7. Наследие Галуа
Мечта, как известно, вещь ненаучная. Однако исподволь она все равно проникает в научные миры; наверное, оттого, что творчество как таковое без нее невозможно. Гонят ее отовсюду, но по-разному; похоже, что мы, математики, по меньшей мере третье тысячелетие кряду стараемся больше других. В других областях человеческого знания (включая так называемые «точные» науки — физику, например), мечту все-таки иногда терпят, а то и приветствуют (это зависит от эпохи). Конечно, для нее подбирают более солидные имена: «теория», «предположение», «гипотеза» (как, скажем, знаменитая «гипотеза о существовании атома», родившаяся из мечты — виноват, предположения Демокрита)… Перемена статуса, переход от мечты-которую-не-смеют-называть-по-имени к «научной истине» происходит как-то незаметно, по общему соглашению — по мере того, как число «обращенных» в новую веру постепенно растет. В математике же, напротив, подобное превращение почти всегда осуществляется вдруг, как по мановению волшебной палочки — как только появляется доказательство (4). В те времена, когда понятий определения и доказательства (в современном смысле этого слова) еще не было в математике, некоторые другие, заведомо важные математические объекты влачили довольно сомнительное существование. Например, многие ученые (в том числе Паскаль) не верили в «отрицательные» числа; позднее, «мнимые» числа также не признавались за реальный объект. (Что до двух последних понятий, то их названия, до сих пор используемые в математике, сами по себе достаточно красноречивы.)

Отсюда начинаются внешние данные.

//! One editing session over a dashboard layout: owns the layout model, the
//! undo history and the active gesture, and records every committed change
//! for the host to pick up.

use eframe::egui;

use crate::error::{EditorError, Result};
use crate::grid::{GridProjector, place, validate_layout};
use crate::history::History;
use crate::interaction::{GestureKind, GestureOutcome, InteractionState};
use crate::model::{Layout, LayoutItem, WidgetId};

pub const DEFAULT_WIDGET_SIZE: (u32, u32) = (4, 2);

#[derive(Clone, Copy, Debug, PartialEq, Eq)]
pub enum ChangeKind {
    Added,
    Removed,
    Moved,
    Resized,
    Undone,
}

/// A committed change together with the layout it produced.
#[derive(Clone, Debug, PartialEq)]
pub struct LayoutChange {
    pub kind: ChangeKind,
    pub layout: Layout,
}

#[derive(Debug, Default)]
pub struct EditorSession {
    layout: Layout,
    history: History,
    interaction: InteractionState,
    projector: GridProjector,
    changes: Vec<LayoutChange>,
}

impl EditorSession {
    pub fn new(projector: GridProjector) -> Self {
        Self {
            projector,
            ..Self::default()
        }
    }

    pub fn with_layout(layout: Layout, projector: GridProjector) -> Result<Self> {
        let mut session = Self::new(projector);
        session.load(layout)?;
        Ok(session)
    }

    /// Replaces the layout with a persisted one. History, any active gesture
    /// and pending changes are dropped. An invalid layout leaves the session
    /// untouched.
    pub fn load(&mut self, layout: Layout) -> Result<()> {
        validate_layout(&layout)?;
        tracing::info!(items = layout.len(), "layout loaded");
        self.layout = layout;
        self.history.clear();
        self.interaction = InteractionState::Idle;
        self.changes.clear();
        Ok(())
    }

    /// Ends the session: drops history and any gesture, keeps the layout.
    pub fn end(&mut self) {
        self.history.clear();
        self.interaction = InteractionState::Idle;
    }

    pub fn layout(&self) -> &Layout {
        &self.layout
    }

    pub fn history(&self) -> &History {
        &self.history
    }

    pub fn interaction(&self) -> &InteractionState {
        &self.interaction
    }

    pub fn projector(&self) -> &GridProjector {
        &self.projector
    }

    pub fn set_container_width(&mut self, width: f32) {
        self.projector.container_width = width;
    }

    pub fn can_undo(&self) -> bool {
        self.interaction.is_idle() && self.history.can_undo()
    }

    /// Places a default-sized widget at the first free slot.
    pub fn add_widget(&mut self, id: WidgetId) -> Result<LayoutItem> {
        let (w, h) = DEFAULT_WIDGET_SIZE;
        self.add_widget_sized(id, w, h)
    }

    pub fn add_widget_sized(&mut self, id: WidgetId, w: u32, h: u32) -> Result<LayoutItem> {
        if self.interaction.is_active() {
            return Err(EditorError::GestureInProgress);
        }
        if self.layout.contains(&id) {
            return Err(EditorError::DuplicateWidget(id));
        }
        let item = place(id, w, h, &self.layout)?;
        self.history.push(&self.layout);
        self.layout.push(item.clone());
        tracing::info!(id = %item.id, x = item.x, y = item.y, "widget added");
        self.record(ChangeKind::Added);
        Ok(item)
    }

    /// Removes a widget. Removal cannot create an overlap, so history is not
    /// touched. The item under an active gesture cannot be removed.
    pub fn remove_widget(&mut self, id: &WidgetId) -> Option<LayoutItem> {
        if self.interaction.active_id() == Some(id) {
            tracing::warn!(%id, "refusing to remove the widget being manipulated");
            return None;
        }
        let removed = self.layout.remove(id)?;
        tracing::info!(%id, "widget removed");
        self.record(ChangeKind::Removed);
        Some(removed)
    }

    pub fn undo(&mut self) -> bool {
        if self.interaction.is_active() {
            return false;
        }
        if !self.history.undo(&mut self.layout) {
            return false;
        }
        tracing::info!(remaining = self.history.len(), "undo");
        self.record(ChangeKind::Undone);
        true
    }

    /// Returns whether a gesture started.
    pub fn pointer_down(&mut self, kind: GestureKind, id: &WidgetId, pointer: egui::Pos2) -> bool {
        let state = std::mem::take(&mut self.interaction);
        self.interaction =
            state.on_pointer_down(kind, id, pointer, &self.layout, &mut self.history);
        self.interaction.is_active()
    }

    pub fn pointer_move(&mut self, pointer: egui::Pos2) {
        let state = std::mem::take(&mut self.interaction);
        self.interaction = state.on_pointer_move(pointer, &self.projector, &mut self.layout);
    }

    pub fn pointer_up(&mut self) -> Option<GestureOutcome> {
        let state = std::mem::take(&mut self.interaction);
        let (state, outcome) = state.on_pointer_up(&mut self.layout);
        self.interaction = state;
        if let Some(GestureOutcome::Committed { kind, .. }) = &outcome {
            self.record(match kind {
                GestureKind::Drag => ChangeKind::Moved,
                GestureKind::Resize => ChangeKind::Resized,
            });
        }
        outcome
    }

    pub fn active_collides(&self) -> bool {
        self.interaction.active_collides(&self.layout)
    }

    /// Hands over the changes committed since the last call.
    pub fn drain_changes(&mut self) -> Vec<LayoutChange> {
        std::mem::take(&mut self.changes)
    }

    fn record(&mut self, kind: ChangeKind) {
        self.changes.push(LayoutChange {
            kind,
            layout: self.layout.clone(),
        });
    }
}

#[cfg(test)]
mod tests {
    use super::*;
    use crate::grid::{find_slot, overlaps};
    use crate::history::HISTORY_LIMIT;
    use proptest::prelude::*;

    fn session() -> EditorSession {
        EditorSession::new(GridProjector::new(1330.0))
    }

    fn session_with(items: Vec<LayoutItem>) -> EditorSession {
        EditorSession::with_layout(Layout::new(items), GridProjector::new(1330.0)).unwrap()
    }

    fn pos(x: f32, y: f32) -> egui::Pos2 {
        egui::pos2(x, y)
    }

    fn assert_no_overlaps(layout: &Layout) {
        let items = layout.items();
        for (i, a) in items.iter().enumerate() {
            for b in &items[i + 1..] {
                assert!(!overlaps(a, b), "{a:?} overlaps {b:?}");
            }
        }
    }

    #[test]
    fn test_add_to_empty_layout() {
        let mut s = session();
        let item = s.add_widget("A".into()).unwrap();
        assert_eq!(item, LayoutItem::new("A", 0, 0, 4, 2));
        assert_eq!(s.layout().items(), &[LayoutItem::new("A", 0, 0, 4, 2)]);
    }

    #[test]
    fn test_add_next_to_existing() {
        let mut s = session_with(vec![LayoutItem::new("A", 0, 0, 4, 2)]);
        let item = s.add_widget("B".into()).unwrap();
        assert_eq!((item.x, item.y), (4, 0));
    }

    #[test]
    fn test_add_rejects_duplicate() {
        let mut s = session_with(vec![LayoutItem::new("A", 0, 0, 4, 2)]);
        assert!(matches!(
            s.add_widget("A".into()),
            Err(EditorError::DuplicateWidget(_))
        ));
        assert_eq!(s.layout().len(), 1);
    }

    #[test]
    fn test_add_is_undoable() {
        let mut s = session();
        s.add_widget("A".into()).unwrap();
        assert!(s.undo());
        assert!(s.layout().is_empty());
    }

    #[test]
    fn test_drag_onto_neighbour_reverts() {
        let mut s = session_with(vec![
            LayoutItem::new("A", 0, 0, 4, 2),
            LayoutItem::new("B", 4, 0, 4, 2),
        ]);
        let before = s.layout().clone();
        assert!(s.pointer_down(GestureKind::Drag, &"A".into(), pos(50.0, 50.0)));
        s.pointer_move(pos(50.0 + 4.0 * 110.0, 50.0));
        assert!(s.active_collides());
        let outcome = s.pointer_up();
        assert!(matches!(outcome, Some(GestureOutcome::RolledBack { .. })));
        assert_eq!(s.layout(), &before);
        assert!(s.drain_changes().is_empty());
        assert!(s.interaction().is_idle());
    }

    #[test]
    fn test_resize_into_neighbour_reverts() {
        let mut s = session_with(vec![
            LayoutItem::new("A", 0, 0, 4, 2),
            LayoutItem::new("B", 8, 0, 4, 2),
        ]);
        s.pointer_down(GestureKind::Resize, &"A".into(), pos(0.0, 0.0));
        s.pointer_move(pos(6.0 * 110.0, 0.0));
        assert_eq!(s.layout().get(&"A".into()).unwrap().w, 10);
        s.pointer_up();
        assert_eq!(s.layout().get(&"A".into()).unwrap().w, 4);
    }

    #[test]
    fn test_remove_leaves_history_alone() {
        let mut s = session_with(vec![
            LayoutItem::new("A", 0, 0, 4, 2),
            LayoutItem::new("B", 4, 0, 4, 2),
        ]);
        let removed = s.remove_widget(&"A".into());
        assert_eq!(removed.map(|i| i.id), Some(WidgetId::new("A")));
        assert_eq!(s.layout().items(), &[LayoutItem::new("B", 4, 0, 4, 2)]);
        assert!(s.history().is_empty());
        assert!(s.remove_widget(&"A".into()).is_none());
    }

    #[test]
    fn test_cannot_remove_active_item() {
        let mut s = session_with(vec![LayoutItem::new("A", 0, 0, 4, 2)]);
        s.pointer_down(GestureKind::Drag, &"A".into(), pos(0.0, 0.0));
        assert!(s.remove_widget(&"A".into()).is_none());
        assert!(matches!(
            s.add_widget("B".into()),
            Err(EditorError::GestureInProgress)
        ));
        assert!(!s.undo());
        s.pointer_up();
        assert!(s.remove_widget(&"A".into()).is_some());
    }

    #[test]
    fn test_undo_on_empty_history_keeps_layout() {
        let mut s = session_with(vec![LayoutItem::new("A", 2, 3, 4, 2)]);
        let before = s.layout().clone();
        assert!(!s.undo());
        assert_eq!(s.layout(), &before);
        assert!(s.drain_changes().is_empty());
    }

    #[test]
    fn test_eleven_gestures_keep_ten_snapshots() {
        let mut s = session_with(vec![LayoutItem::new("A", 0, 0, 4, 2)]);
        for step in 1..=11u32 {
            let start = pos(0.0, 0.0);
            s.pointer_down(GestureKind::Drag, &"A".into(), start);
            s.pointer_move(pos(0.0, 65.0));
            s.pointer_up();
            assert_eq!(s.layout().get(&"A".into()).unwrap().y, step);
        }
        assert_eq!(s.history().len(), HISTORY_LIMIT);
        // The snapshot taken before the first gesture (y = 0) is gone.
        assert_eq!(s.history().oldest().unwrap().get(&"A".into()).unwrap().y, 1);
    }

    #[test]
    fn test_changes_feed() {
        let mut s = session();
        s.add_widget("A".into()).unwrap();
        s.pointer_down(GestureKind::Drag, &"A".into(), pos(0.0, 0.0));
        s.pointer_move(pos(0.0, 130.0));
        s.pointer_up();
        s.pointer_down(GestureKind::Resize, &"A".into(), pos(0.0, 0.0));
        s.pointer_move(pos(110.0, 0.0));
        s.pointer_up();
        s.undo();
        s.remove_widget(&"A".into());

        let kinds: Vec<ChangeKind> = s.drain_changes().into_iter().map(|c| c.kind).collect();
        assert_eq!(
            kinds,
            vec![
                ChangeKind::Added,
                ChangeKind::Moved,
                ChangeKind::Resized,
                ChangeKind::Undone,
                ChangeKind::Removed,
            ]
        );
        assert!(s.drain_changes().is_empty());
    }

    #[test]
    fn test_add_oversized_widget_is_clamped() {
        let mut s = session_with(vec![LayoutItem::new("A", 0, 0, 1, 3)]);
        let item = s.add_widget_sized("B".into(), 40, 0).unwrap();
        assert_eq!(item, LayoutItem::new("B", 0, 3, 12, 1));
        assert_eq!(s.layout().get(&"B".into()), Some(&item));
    }

    #[test]
    fn test_load_rejects_out_of_range_coordinates() {
        let mut s = session_with(vec![LayoutItem::new("A", 0, 0, 4, 2)]);
        for json in [
            r#"[{"i":"a","x":4294967295,"y":0,"w":1,"h":1}]"#,
            r#"[{"i":"a","x":0,"y":4294967295,"w":1,"h":2}]"#,
            r#"[{"i":"a","x":0,"y":4294967000,"w":1,"h":1}]"#,
        ] {
            let layout: Layout = serde_json::from_str(json).unwrap();
            assert!(matches!(s.load(layout), Err(EditorError::InvalidItem { .. })));
        }
        // The session is untouched and still usable.
        assert!(s.layout().contains(&"A".into()));
        assert_eq!(s.add_widget("B".into()).unwrap().x, 4);
    }

    #[test]
    fn test_load_rejects_overlap_and_keeps_state() {
        let mut s = session_with(vec![LayoutItem::new("A", 0, 0, 4, 2)]);
        let bad = Layout::new(vec![
            LayoutItem::new("X", 0, 0, 4, 2),
            LayoutItem::new("Y", 1, 1, 4, 2),
        ]);
        assert!(matches!(s.load(bad), Err(EditorError::Overlap { .. })));
        assert!(s.layout().contains(&"A".into()));
    }

    #[test]
    fn test_load_clears_history() {
        let mut s = session();
        s.add_widget("A".into()).unwrap();
        assert!(s.can_undo());
        s.load(Layout::default()).unwrap();
        assert!(!s.can_undo());
        assert!(s.drain_changes().is_empty());
    }

    #[derive(Clone, Debug)]
    enum Op {
        Add(u8),
        Remove(u8),
        Gesture { target: u8, resize: bool, dx: f32, dy: f32 },
        Undo,
    }

    fn op_strategy() -> impl Strategy<Value = Op> {
        prop_oneof![
            (0u8..8).prop_map(Op::Add),
            (0u8..8).prop_map(Op::Remove),
            (0u8..8, any::<bool>(), -800.0f32..800.0, -300.0f32..300.0).prop_map(
                |(target, resize, dx, dy)| Op::Gesture { target, resize, dx, dy }
            ),
            Just(Op::Undo),
        ]
    }

    proptest! {
        #[test]
        fn prop_committed_layouts_never_overlap(
            ops in prop::collection::vec(op_strategy(), 1..60)
        ) {
            let mut s = session();
            for op in ops {
                match op {
                    Op::Add(n) => {
                        let _ = s.add_widget(WidgetId::new(format!("w{n}")));
                    }
                    Op::Remove(n) => {
                        s.remove_widget(&WidgetId::new(format!("w{n}")));
                    }
                    Op::Gesture { target, resize, dx, dy } => {
                        let kind = if resize { GestureKind::Resize } else { GestureKind::Drag };
                        let id = WidgetId::new(format!("w{target}"));
                        s.pointer_down(kind, &id, pos(0.0, 0.0));
                        s.pointer_move(pos(dx, dy));
                        s.pointer_up();
                    }
                    Op::Undo => {
                        s.undo();
                    }
                }
                prop_assert!(s.interaction().is_idle());
                prop_assert!(s.history().len() <= HISTORY_LIMIT);
                assert_no_overlaps(s.layout());
                prop_assert!(validate_layout(s.layout()).is_ok());
            }
        }

        #[test]
        fn prop_find_slot_on_empty_is_origin(w in 0u32..30, h in 0u32..30) {
            prop_assert_eq!(find_slot(w, h, &Layout::default()).unwrap(), (0, 0));
        }
    }
}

Понятия определения, утверждения, доказательства, математической теории постепенно становились отчетливей; в известном смысле, это принесло нам немало пользы. Передать те или иные мысли словами бывает непросто, но теперь мы научились применять бесхитростные — и удивительно мощные инструменты, позволяющие нам без лишних мучений достигать своей цели. Стало возможным сформулировать «невыразимое», если с должной строгостью следовать законам современного математического языка. Надо сказать, что именно эта возможность и увлекала меня в математике с самого детства. Это, как чудо: поймать в сети языка сущность того или иного объекта в математическом мире — кажется, такую неясную, ускользающую, как будто словам, сорвавшись с губ, ее уже не догнать… И смотреть, как на бумагу ложится вполне осязаемая, совершенно отчетливая формулировка.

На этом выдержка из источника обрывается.